*DIRECTIONS*:
Search each line below for "CurrencyMetadata", then return the lines where it appears.

*DATASET CONTENT*:
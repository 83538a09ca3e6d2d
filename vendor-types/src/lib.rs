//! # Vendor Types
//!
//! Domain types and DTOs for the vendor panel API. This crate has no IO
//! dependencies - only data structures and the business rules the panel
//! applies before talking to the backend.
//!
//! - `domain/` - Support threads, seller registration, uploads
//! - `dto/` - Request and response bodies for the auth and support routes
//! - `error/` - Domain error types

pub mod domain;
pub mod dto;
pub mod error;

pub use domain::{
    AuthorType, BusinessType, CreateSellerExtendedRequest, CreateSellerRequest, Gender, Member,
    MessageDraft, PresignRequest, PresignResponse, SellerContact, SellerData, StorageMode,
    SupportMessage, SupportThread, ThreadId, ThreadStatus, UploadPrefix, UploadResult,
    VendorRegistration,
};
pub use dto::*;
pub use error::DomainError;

---

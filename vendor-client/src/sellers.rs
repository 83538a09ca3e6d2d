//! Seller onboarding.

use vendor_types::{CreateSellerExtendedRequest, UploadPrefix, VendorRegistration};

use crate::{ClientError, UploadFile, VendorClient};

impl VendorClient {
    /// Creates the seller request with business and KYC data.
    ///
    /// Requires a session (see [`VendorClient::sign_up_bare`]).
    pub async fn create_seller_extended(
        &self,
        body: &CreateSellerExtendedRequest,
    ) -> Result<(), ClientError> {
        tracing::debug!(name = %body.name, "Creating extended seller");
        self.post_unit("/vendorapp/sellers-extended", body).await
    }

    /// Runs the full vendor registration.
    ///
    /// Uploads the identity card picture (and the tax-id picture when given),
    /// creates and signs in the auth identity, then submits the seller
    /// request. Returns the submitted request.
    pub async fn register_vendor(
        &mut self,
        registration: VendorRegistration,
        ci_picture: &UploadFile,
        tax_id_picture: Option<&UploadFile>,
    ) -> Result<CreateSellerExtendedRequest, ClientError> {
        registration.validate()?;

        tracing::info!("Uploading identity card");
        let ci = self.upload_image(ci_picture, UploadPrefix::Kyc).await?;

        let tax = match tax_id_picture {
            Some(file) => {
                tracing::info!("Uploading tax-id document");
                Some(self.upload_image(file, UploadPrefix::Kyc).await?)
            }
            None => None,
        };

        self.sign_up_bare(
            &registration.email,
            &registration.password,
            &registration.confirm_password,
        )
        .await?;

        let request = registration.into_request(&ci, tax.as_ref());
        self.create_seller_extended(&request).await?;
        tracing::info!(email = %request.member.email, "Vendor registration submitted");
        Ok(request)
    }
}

==

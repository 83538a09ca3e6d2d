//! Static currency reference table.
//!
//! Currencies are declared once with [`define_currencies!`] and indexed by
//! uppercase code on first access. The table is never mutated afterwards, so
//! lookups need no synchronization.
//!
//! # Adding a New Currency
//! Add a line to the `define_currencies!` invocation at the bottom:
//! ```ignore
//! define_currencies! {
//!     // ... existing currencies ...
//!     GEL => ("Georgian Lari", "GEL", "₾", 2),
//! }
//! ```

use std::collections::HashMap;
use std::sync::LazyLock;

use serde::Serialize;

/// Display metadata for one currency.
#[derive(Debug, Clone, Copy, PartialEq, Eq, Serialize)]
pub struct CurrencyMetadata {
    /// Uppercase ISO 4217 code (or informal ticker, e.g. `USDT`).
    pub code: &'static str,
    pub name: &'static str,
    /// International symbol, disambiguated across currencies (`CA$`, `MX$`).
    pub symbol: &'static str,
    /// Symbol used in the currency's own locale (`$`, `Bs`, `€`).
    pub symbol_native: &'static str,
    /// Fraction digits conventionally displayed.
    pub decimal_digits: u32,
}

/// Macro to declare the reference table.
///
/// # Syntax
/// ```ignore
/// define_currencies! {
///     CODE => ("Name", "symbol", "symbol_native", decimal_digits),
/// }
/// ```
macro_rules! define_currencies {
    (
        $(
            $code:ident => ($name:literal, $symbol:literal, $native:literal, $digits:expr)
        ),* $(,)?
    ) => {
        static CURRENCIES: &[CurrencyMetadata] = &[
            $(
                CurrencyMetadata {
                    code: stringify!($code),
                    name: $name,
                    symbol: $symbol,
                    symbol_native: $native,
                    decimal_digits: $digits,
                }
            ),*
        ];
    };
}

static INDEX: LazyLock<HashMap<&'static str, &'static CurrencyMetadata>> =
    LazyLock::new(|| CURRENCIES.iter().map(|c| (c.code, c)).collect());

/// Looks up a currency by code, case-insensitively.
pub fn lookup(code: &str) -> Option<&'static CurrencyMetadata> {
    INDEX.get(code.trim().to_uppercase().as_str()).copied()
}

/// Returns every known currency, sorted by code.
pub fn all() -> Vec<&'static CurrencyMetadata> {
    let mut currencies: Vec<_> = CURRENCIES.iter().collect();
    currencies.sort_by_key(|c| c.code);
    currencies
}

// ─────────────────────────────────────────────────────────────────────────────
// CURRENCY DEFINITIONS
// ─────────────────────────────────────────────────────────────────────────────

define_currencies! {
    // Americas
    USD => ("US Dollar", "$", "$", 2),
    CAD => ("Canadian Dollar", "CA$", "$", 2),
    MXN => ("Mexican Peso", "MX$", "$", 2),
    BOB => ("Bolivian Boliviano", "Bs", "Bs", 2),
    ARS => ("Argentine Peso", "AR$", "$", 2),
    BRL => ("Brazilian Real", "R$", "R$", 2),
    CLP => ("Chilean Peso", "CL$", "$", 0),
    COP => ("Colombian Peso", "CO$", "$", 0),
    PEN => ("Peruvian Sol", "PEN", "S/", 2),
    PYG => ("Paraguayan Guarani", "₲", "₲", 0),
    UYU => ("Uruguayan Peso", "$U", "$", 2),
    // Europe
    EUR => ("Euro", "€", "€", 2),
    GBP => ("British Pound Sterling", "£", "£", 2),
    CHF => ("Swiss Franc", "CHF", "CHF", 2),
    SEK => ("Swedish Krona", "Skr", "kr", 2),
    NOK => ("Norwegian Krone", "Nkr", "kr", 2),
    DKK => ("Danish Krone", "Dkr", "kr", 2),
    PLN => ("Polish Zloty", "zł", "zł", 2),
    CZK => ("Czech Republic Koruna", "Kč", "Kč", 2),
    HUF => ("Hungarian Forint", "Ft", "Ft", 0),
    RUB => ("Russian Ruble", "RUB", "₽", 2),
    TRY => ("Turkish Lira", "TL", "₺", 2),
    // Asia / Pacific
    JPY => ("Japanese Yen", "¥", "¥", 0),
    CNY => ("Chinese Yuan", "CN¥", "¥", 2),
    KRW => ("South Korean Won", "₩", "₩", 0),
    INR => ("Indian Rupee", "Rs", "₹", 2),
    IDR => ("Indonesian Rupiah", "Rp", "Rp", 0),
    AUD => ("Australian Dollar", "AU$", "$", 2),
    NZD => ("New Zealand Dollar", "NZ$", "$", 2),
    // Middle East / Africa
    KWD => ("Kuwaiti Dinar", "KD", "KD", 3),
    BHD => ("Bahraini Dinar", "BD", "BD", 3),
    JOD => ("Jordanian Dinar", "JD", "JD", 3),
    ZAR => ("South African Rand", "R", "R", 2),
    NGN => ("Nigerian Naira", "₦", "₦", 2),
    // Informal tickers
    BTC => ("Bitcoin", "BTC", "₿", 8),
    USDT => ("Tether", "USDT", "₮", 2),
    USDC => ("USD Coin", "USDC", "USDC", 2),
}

*RESPONSE AREA*:
pub struct CurrencyMetadata {
        static CURRENCIES: &[CurrencyMetadata] = &[
                CurrencyMetadata {
static INDEX: LazyLock<HashMap<&'static str, &'static CurrencyMetadata>> =
pub fn lookup(code: &str) -> Option<&'static CurrencyMetadata> {
pub fn all() -> Vec<&'static CurrencyMetadata> {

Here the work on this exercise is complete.